(Assignment)
Please return every line from the entries that has the string "ObjectTransform" in it.

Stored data

Segment Open

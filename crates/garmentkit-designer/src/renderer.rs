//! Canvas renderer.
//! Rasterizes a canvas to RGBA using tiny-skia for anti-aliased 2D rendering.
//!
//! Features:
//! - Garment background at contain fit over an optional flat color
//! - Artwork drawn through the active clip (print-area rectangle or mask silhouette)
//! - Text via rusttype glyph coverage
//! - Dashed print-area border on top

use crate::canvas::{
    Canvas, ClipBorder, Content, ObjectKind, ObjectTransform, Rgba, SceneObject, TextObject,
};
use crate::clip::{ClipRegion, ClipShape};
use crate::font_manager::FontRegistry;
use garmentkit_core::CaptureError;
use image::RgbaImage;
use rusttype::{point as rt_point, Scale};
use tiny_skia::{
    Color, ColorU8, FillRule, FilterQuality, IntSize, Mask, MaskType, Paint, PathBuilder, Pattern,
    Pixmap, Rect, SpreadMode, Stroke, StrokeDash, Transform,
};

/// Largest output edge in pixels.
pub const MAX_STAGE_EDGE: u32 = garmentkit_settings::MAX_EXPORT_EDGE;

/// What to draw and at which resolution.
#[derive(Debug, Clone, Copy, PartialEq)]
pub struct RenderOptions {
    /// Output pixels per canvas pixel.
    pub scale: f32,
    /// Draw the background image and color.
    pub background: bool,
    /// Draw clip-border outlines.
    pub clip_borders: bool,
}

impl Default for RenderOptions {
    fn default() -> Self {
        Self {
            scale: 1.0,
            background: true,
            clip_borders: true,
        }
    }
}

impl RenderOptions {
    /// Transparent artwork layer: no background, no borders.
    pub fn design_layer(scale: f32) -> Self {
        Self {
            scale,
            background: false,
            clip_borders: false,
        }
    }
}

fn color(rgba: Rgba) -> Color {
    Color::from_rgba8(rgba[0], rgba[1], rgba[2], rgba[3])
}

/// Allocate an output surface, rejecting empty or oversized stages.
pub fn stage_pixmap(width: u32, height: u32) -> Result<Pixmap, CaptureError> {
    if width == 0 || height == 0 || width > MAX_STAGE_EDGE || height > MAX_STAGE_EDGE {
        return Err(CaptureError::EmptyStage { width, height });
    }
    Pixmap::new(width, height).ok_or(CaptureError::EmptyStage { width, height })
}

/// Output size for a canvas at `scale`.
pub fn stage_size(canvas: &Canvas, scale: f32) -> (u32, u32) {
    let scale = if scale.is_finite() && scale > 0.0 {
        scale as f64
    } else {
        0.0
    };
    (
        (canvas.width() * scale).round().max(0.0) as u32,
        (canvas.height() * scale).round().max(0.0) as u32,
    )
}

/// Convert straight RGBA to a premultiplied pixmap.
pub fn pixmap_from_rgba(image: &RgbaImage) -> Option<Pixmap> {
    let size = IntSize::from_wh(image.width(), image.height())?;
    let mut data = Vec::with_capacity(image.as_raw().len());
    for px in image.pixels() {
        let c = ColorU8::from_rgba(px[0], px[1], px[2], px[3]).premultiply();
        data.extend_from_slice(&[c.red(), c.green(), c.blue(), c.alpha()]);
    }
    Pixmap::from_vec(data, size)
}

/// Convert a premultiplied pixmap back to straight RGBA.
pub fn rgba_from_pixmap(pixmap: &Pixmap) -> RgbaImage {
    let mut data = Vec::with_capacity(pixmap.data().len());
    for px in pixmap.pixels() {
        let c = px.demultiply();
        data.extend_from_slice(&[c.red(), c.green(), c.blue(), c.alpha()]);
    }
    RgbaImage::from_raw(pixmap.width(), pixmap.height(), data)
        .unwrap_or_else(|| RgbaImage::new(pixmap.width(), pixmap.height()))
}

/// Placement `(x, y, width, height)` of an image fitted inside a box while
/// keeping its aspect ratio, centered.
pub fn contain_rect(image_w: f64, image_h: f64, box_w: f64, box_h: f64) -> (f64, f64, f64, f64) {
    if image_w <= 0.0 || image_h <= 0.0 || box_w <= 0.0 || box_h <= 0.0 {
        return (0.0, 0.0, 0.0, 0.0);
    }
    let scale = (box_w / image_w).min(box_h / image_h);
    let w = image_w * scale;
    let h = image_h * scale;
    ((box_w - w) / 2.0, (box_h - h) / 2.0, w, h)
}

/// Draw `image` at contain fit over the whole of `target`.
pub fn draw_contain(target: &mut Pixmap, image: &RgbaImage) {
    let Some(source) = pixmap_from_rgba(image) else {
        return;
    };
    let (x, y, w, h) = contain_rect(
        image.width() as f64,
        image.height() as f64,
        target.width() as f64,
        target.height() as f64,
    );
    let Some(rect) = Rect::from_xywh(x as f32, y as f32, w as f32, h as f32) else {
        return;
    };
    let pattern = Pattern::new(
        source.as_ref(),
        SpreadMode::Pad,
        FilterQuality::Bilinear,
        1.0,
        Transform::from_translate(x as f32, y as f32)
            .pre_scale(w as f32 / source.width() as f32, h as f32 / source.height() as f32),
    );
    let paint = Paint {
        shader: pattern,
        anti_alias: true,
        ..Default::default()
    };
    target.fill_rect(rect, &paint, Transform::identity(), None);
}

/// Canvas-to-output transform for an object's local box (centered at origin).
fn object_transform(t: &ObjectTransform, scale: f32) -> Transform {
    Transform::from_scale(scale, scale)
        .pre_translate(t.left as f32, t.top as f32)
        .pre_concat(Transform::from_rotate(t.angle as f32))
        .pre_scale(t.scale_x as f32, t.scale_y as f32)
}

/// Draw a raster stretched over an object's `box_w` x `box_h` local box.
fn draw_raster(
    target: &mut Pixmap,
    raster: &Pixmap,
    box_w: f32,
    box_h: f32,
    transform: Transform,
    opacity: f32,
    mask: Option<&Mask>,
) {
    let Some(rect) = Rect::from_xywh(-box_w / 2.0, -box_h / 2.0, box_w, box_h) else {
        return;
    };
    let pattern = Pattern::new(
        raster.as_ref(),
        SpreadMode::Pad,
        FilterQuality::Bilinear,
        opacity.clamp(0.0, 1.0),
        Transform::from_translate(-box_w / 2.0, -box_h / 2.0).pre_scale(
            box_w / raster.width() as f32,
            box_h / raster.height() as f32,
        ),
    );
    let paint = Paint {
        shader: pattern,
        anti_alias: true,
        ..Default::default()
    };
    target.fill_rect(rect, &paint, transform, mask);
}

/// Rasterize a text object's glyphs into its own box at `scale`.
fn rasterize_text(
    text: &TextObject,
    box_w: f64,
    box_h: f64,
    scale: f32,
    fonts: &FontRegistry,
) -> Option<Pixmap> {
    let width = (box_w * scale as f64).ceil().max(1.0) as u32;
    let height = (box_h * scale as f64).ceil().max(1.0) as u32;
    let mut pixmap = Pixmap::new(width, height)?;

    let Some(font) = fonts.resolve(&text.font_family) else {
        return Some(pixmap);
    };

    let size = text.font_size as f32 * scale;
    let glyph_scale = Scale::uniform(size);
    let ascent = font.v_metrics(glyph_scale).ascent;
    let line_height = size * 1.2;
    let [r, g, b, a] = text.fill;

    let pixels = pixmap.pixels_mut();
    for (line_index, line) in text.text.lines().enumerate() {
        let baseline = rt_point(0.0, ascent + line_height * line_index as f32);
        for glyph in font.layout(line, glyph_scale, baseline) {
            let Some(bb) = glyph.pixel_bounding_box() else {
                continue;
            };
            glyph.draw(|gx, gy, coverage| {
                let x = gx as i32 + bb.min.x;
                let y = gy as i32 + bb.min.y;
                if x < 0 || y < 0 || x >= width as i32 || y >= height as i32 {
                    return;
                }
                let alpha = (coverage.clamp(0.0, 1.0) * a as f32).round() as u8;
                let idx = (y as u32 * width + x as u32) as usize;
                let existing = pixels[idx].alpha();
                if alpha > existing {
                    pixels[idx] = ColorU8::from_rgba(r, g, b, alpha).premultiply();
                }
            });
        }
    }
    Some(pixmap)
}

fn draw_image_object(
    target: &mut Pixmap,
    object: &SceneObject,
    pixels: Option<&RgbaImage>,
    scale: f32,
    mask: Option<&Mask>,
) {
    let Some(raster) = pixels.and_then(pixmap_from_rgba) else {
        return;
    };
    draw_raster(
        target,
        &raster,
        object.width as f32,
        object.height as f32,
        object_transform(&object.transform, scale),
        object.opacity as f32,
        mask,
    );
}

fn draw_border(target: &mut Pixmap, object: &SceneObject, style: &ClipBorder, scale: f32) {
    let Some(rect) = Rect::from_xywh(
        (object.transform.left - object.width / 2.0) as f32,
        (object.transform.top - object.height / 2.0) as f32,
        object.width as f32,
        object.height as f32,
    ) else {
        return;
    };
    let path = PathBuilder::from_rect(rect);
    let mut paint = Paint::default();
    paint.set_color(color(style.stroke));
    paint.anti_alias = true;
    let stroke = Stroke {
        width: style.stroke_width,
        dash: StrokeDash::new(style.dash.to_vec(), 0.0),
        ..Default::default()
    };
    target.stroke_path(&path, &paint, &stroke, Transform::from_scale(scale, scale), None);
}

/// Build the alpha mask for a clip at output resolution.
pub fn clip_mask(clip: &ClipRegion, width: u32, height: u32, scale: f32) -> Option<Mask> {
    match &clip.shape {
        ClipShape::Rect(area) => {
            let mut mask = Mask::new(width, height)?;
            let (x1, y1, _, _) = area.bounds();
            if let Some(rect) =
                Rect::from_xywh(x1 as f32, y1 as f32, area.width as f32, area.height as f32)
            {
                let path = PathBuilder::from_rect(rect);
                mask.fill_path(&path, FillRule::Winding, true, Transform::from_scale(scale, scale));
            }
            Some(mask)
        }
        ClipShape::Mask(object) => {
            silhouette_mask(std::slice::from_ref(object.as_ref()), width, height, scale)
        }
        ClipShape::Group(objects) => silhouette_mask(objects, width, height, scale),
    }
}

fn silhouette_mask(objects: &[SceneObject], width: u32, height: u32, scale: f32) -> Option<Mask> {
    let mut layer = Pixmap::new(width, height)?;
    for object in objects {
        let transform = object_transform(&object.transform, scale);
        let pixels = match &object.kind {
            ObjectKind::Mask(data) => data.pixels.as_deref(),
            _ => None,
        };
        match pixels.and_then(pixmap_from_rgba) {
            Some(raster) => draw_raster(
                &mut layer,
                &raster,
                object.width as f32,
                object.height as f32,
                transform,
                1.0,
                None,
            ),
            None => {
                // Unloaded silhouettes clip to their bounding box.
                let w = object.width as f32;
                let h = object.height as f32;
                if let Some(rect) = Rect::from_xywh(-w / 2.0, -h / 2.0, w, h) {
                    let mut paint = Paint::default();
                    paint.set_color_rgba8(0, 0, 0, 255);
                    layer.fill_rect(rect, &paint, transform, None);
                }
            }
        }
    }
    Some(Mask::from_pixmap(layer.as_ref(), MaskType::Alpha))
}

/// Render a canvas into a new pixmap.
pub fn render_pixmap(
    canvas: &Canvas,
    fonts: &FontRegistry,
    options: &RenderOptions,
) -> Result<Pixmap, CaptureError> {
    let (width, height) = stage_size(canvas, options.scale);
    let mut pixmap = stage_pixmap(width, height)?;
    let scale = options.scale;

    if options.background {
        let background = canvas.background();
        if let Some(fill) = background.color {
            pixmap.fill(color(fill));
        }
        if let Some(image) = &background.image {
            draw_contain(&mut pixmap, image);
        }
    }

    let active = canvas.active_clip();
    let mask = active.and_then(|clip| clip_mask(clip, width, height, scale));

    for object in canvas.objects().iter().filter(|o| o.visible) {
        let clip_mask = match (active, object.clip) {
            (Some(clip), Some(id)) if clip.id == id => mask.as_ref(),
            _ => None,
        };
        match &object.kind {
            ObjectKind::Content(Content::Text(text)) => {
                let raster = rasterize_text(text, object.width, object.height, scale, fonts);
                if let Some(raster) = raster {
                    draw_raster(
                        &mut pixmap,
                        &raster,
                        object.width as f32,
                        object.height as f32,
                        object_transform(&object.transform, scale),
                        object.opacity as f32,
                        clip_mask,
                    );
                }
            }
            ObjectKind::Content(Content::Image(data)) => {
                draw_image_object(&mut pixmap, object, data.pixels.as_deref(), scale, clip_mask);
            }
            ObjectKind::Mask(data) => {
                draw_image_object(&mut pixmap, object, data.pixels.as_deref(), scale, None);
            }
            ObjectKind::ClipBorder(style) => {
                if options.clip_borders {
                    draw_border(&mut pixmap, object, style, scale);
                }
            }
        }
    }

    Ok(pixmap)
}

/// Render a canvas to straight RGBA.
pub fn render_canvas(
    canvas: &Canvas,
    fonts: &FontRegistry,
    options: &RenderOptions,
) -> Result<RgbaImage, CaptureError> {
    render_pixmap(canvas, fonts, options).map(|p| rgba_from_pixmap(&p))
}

Segment Closed

(Exercise response)
    Canvas, ClipBorder, Content, ObjectKind, ObjectTransform, Rgba, SceneObject, TextObject,
fn object_transform(t: &ObjectTransform, scale: f32) -> Transform {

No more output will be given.